[Source information — start]

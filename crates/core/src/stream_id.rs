//! Stream id normalization.
//!
//! External content ids arrive in several shapes — `tt0903747:1:1`,
//! `anidb:11061:25`, `kitsu:11061:25`, `mal:30015:25` — and the rest of
//! the engine only deals in the normalized form: an IMDb id with optional
//! season/episode, or an AniDB id with optional episode. Kitsu and MAL ids
//! are canonicalized to AniDB through the [`AnimeIdMapper`] collaborator.

use std::fmt;
use std::sync::Arc;
use std::time::Duration;

use thiserror::Error;

use crate::cache::TtlCache;
use crate::metadata::{AnimeIdMapper, MetadataError};

const CACHE_CAPACITY: usize = 2048;
const CACHE_LIFETIME: Duration = Duration::from_secs(60);

#[derive(Debug, Error)]
pub enum StreamIdError {
    #[error("unsupported stream id: {0}")]
    Unsupported(String),
    #[error(transparent)]
    Metadata(#[from] MetadataError),
}

/// A canonicalized stream id.
///
/// When `is_anime` is set, `id` is an AniDB id; otherwise it has the IMDb
/// `tt` form. A stream is a series stream iff season or episode is set.
#[derive(Debug, Clone, Default, PartialEq, Eq)]
pub struct NormalizedStreamId {
    pub is_anime: bool,
    pub id: String,
    pub season: Option<String>,
    pub episode: Option<String>,
}

impl NormalizedStreamId {
    pub fn is_series(&self) -> bool {
        self.season.is_some() || self.episode.is_some()
    }

    /// The id without season/episode qualifiers.
    pub fn to_clean(&self) -> String {
        if self.is_anime && !self.id.is_empty() {
            return format!("anidb:{}", self.id);
        }
        self.id.clone()
    }

    /// The sync key at season granularity, when a season is known.
    pub fn season_key(&self) -> Option<String> {
        self.season
            .as_ref()
            .map(|season| format!("{}:{}", self.to_clean(), season))
    }

    /// The sync key at episode granularity, when both parts are known.
    pub fn episode_key(&self) -> Option<String> {
        match (&self.season, &self.episode) {
            (Some(season), Some(episode)) => {
                Some(format!("{}:{}:{}", self.to_clean(), season, episode))
            }
            _ => None,
        }
    }
}

impl fmt::Display for NormalizedStreamId {
    fn fmt(&self, f: &mut fmt::Formatter<'_>) -> fmt::Result {
        let id = self.to_clean();
        if id.is_empty() {
            return Ok(());
        }
        f.write_str(&id)?;
        if self.is_anime {
            if let Some(episode) = &self.episode {
                write!(f, ":{}", episode)?;
            }
            return Ok(());
        }
        if let Some(season) = &self.season {
            write!(f, ":{}", season)?;
            if let Some(episode) = &self.episode {
                write!(f, ":{}", episode)?;
            }
        }
        Ok(())
    }
}

/// Normalizes raw stream ids, caching results briefly.
pub struct StreamIdNormalizer {
    mapper: Arc<dyn AnimeIdMapper>,
    cache: TtlCache<String, NormalizedStreamId>,
}

impl StreamIdNormalizer {
    pub fn new(mapper: Arc<dyn AnimeIdMapper>) -> Self {
        Self {
            mapper,
            cache: TtlCache::new(CACHE_CAPACITY, CACHE_LIFETIME),
        }
    }

    /// Normalize a raw stream id.
    ///
    /// Mapper errors surface as-is; an unrecognized prefix yields
    /// [`StreamIdError::Unsupported`].
    pub async fn normalize(&self, sid: &str) -> Result<NormalizedStreamId, StreamIdError> {
        if let Some(cached) = self.cache.get(&sid.to_string()) {
            return Ok(cached);
        }

        let result = if sid.starts_with("tt") {
            let mut parts = sid.splitn(3, ':');
            let id = parts.next().unwrap_or_default().to_string();
            NormalizedStreamId {
                is_anime: false,
                id,
                season: parts.next().map(str::to_string),
                episode: parts.next().map(str::to_string),
            }
        } else if let Some(rest) = sid.strip_prefix("anidb:") {
            let (anidb_id, episode) = split_id_episode(rest);
            let season = self.mapper.anidb_season(&anidb_id).await?;
            NormalizedStreamId {
                is_anime: true,
                id: anidb_id,
                season,
                episode,
            }
        } else if let Some(rest) = sid.strip_prefix("kitsu:") {
            let (kitsu_id, episode) = split_id_episode(rest);
            let mapping = self.mapper.anidb_by_kitsu(&kitsu_id).await?;
            NormalizedStreamId {
                is_anime: true,
                id: mapping.anidb_id,
                season: mapping.season,
                episode,
            }
        } else if let Some(rest) = sid.strip_prefix("mal:") {
            let (mal_id, episode) = split_id_episode(rest);
            let mapping = self.mapper.anidb_by_mal(&mal_id).await?;
            NormalizedStreamId {
                is_anime: true,
                id: mapping.anidb_id,
                season: mapping.season,
                episode,
            }
        } else {
            return Err(StreamIdError::Unsupported(sid.to_string()));
        };

        self.cache.insert(sid.to_string(), result.clone());
        Ok(result)
    }
}

fn split_id_episode(rest: &str) -> (String, Option<String>) {
    match rest.split_once(':') {
        Some((id, episode)) => (id.to_string(), Some(episode.to_string())),
        None => (rest.to_string(), None),
    }
}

[Source information — finish]

Your instructions: Output the records exactly, including every line.

Exercise solution:
filename crates/core/src/stream_id.rs
//! Stream id normalization.
//!
//! External content ids arrive in several shapes — `tt0903747:1:1`,
//! `anidb:11061:25`, `kitsu:11061:25`, `mal:30015:25` — and the rest of
//! the engine only deals in the normalized form: an IMDb id with optional
//! season/episode, or an AniDB id with optional episode. Kitsu and MAL ids
//! are canonicalized to AniDB through the [`AnimeIdMapper`] collaborator.

use std::fmt;
use std::sync::Arc;
use std::time::Duration;

use thiserror::Error;

use crate::cache::TtlCache;
use crate::metadata::{AnimeIdMapper, MetadataError};

const CACHE_CAPACITY: usize = 2048;
const CACHE_LIFETIME: Duration = Duration::from_secs(60);

#[derive(Debug, Error)]
pub enum StreamIdError {
    #[error("unsupported stream id: {0}")]
    Unsupported(String),
    #[error(transparent)]
    Metadata(#[from] MetadataError),
}

/// A canonicalized stream id.
///
/// When `is_anime` is set, `id` is an AniDB id; otherwise it has the IMDb
/// `tt` form. A stream is a series stream iff season or episode is set.
#[derive(Debug, Clone, Default, PartialEq, Eq)]
pub struct NormalizedStreamId {
    pub is_anime: bool,
    pub id: String,
    pub season: Option<String>,
    pub episode: Option<String>,
}

impl NormalizedStreamId {
    pub fn is_series(&self) -> bool {
        self.season.is_some() || self.episode.is_some()
    }

    /// The id without season/episode qualifiers.
    pub fn to_clean(&self) -> String {
        if self.is_anime && !self.id.is_empty() {
            return format!("anidb:{}", self.id);
        }
        self.id.clone()
    }

    /// The sync key at season granularity, when a season is known.
    pub fn season_key(&self) -> Option<String> {
        self.season
            .as_ref()
            .map(|season| format!("{}:{}", self.to_clean(), season))
    }

    /// The sync key at episode granularity, when both parts are known.
    pub fn episode_key(&self) -> Option<String> {
        match (&self.season, &self.episode) {
            (Some(season), Some(episode)) => {
                Some(format!("{}:{}:{}", self.to_clean(), season, episode))
            }
            _ => None,
        }
    }
}

impl fmt::Display for NormalizedStreamId {
    fn fmt(&self, f: &mut fmt::Formatter<'_>) -> fmt::Result {
        let id = self.to_clean();
        if id.is_empty() {
            return Ok(());
        }
        f.write_str(&id)?;
        if self.is_anime {
            if let Some(episode) = &self.episode {
                write!(f, ":{}", episode)?;
            }
            return Ok(());
        }
        if let Some(season) = &self.season {
            write!(f, ":{}", season)?;
            if let Some(episode) = &self.episode {
                write!(f, ":{}", episode)?;
            }
        }
        Ok(())
    }
}

/// Normalizes raw stream ids, caching results briefly.
pub struct StreamIdNormalizer {
    mapper: Arc<dyn AnimeIdMapper>,
    cache: TtlCache<String, NormalizedStreamId>,
}

impl StreamIdNormalizer {
    pub fn new(mapper: Arc<dyn AnimeIdMapper>) -> Self {
        Self {
            mapper,
            cache: TtlCache::new(CACHE_CAPACITY, CACHE_LIFETIME),
        }
    }

    /// Normalize a raw stream id.
    ///
    /// Mapper errors surface as-is; an unrecognized prefix yields
    /// [`StreamIdError::Unsupported`].
    pub async fn normalize(&self, sid: &str) -> Result<NormalizedStreamId, StreamIdError> {
        if let Some(cached) = self.cache.get(&sid.to_string()) {
            return Ok(cached);
        }

        let result = if sid.starts_with("tt") {
            let mut parts = sid.splitn(3, ':');
            let id = parts.next().unwrap_or_default().to_string();
            NormalizedStreamId {
                is_anime: false,
                id,
                season: parts.next().map(str::to_string),
                episode: parts.next().map(str::to_string),
            }
        } else if let Some(rest) = sid.strip_prefix("anidb:") {
            let (anidb_id, episode) = split_id_episode(rest);
            let season = self.mapper.anidb_season(&anidb_id).await?;
            NormalizedStreamId {
                is_anime: true,
                id: anidb_id,
                season,
                episode,
            }
        } else if let Some(rest) = sid.strip_prefix("kitsu:") {
            let (kitsu_id, episode) = split_id_episode(rest);
            let mapping = self.mapper.anidb_by_kitsu(&kitsu_id).await?;
            NormalizedStreamId {
                is_anime: true,
                id: mapping.anidb_id,
                season: mapping.season,
                episode,
            }
        } else if let Some(rest) = sid.strip_prefix("mal:") {
            let (mal_id, episode) = split_id_episode(rest);
            let mapping = self.mapper.anidb_by_mal(&mal_id).await?;
            NormalizedStreamId {
                is_anime: true,
                id: mapping.anidb_id,
                season: mapping.season,
                episode,
            }
        } else {
            return Err(StreamIdError::Unsupported(sid.to_string()));
        };

        self.cache.insert(sid.to_string(), result.clone());
        Ok(result)
    }
}

fn split_id_episode(rest: &str) -> (String, Option<String>) {
    match rest.split_once(':') {
        Some((id, episode)) => (id.to_string(), Some(episode.to_string())),
        None => (rest.to_string(), None),
    }
}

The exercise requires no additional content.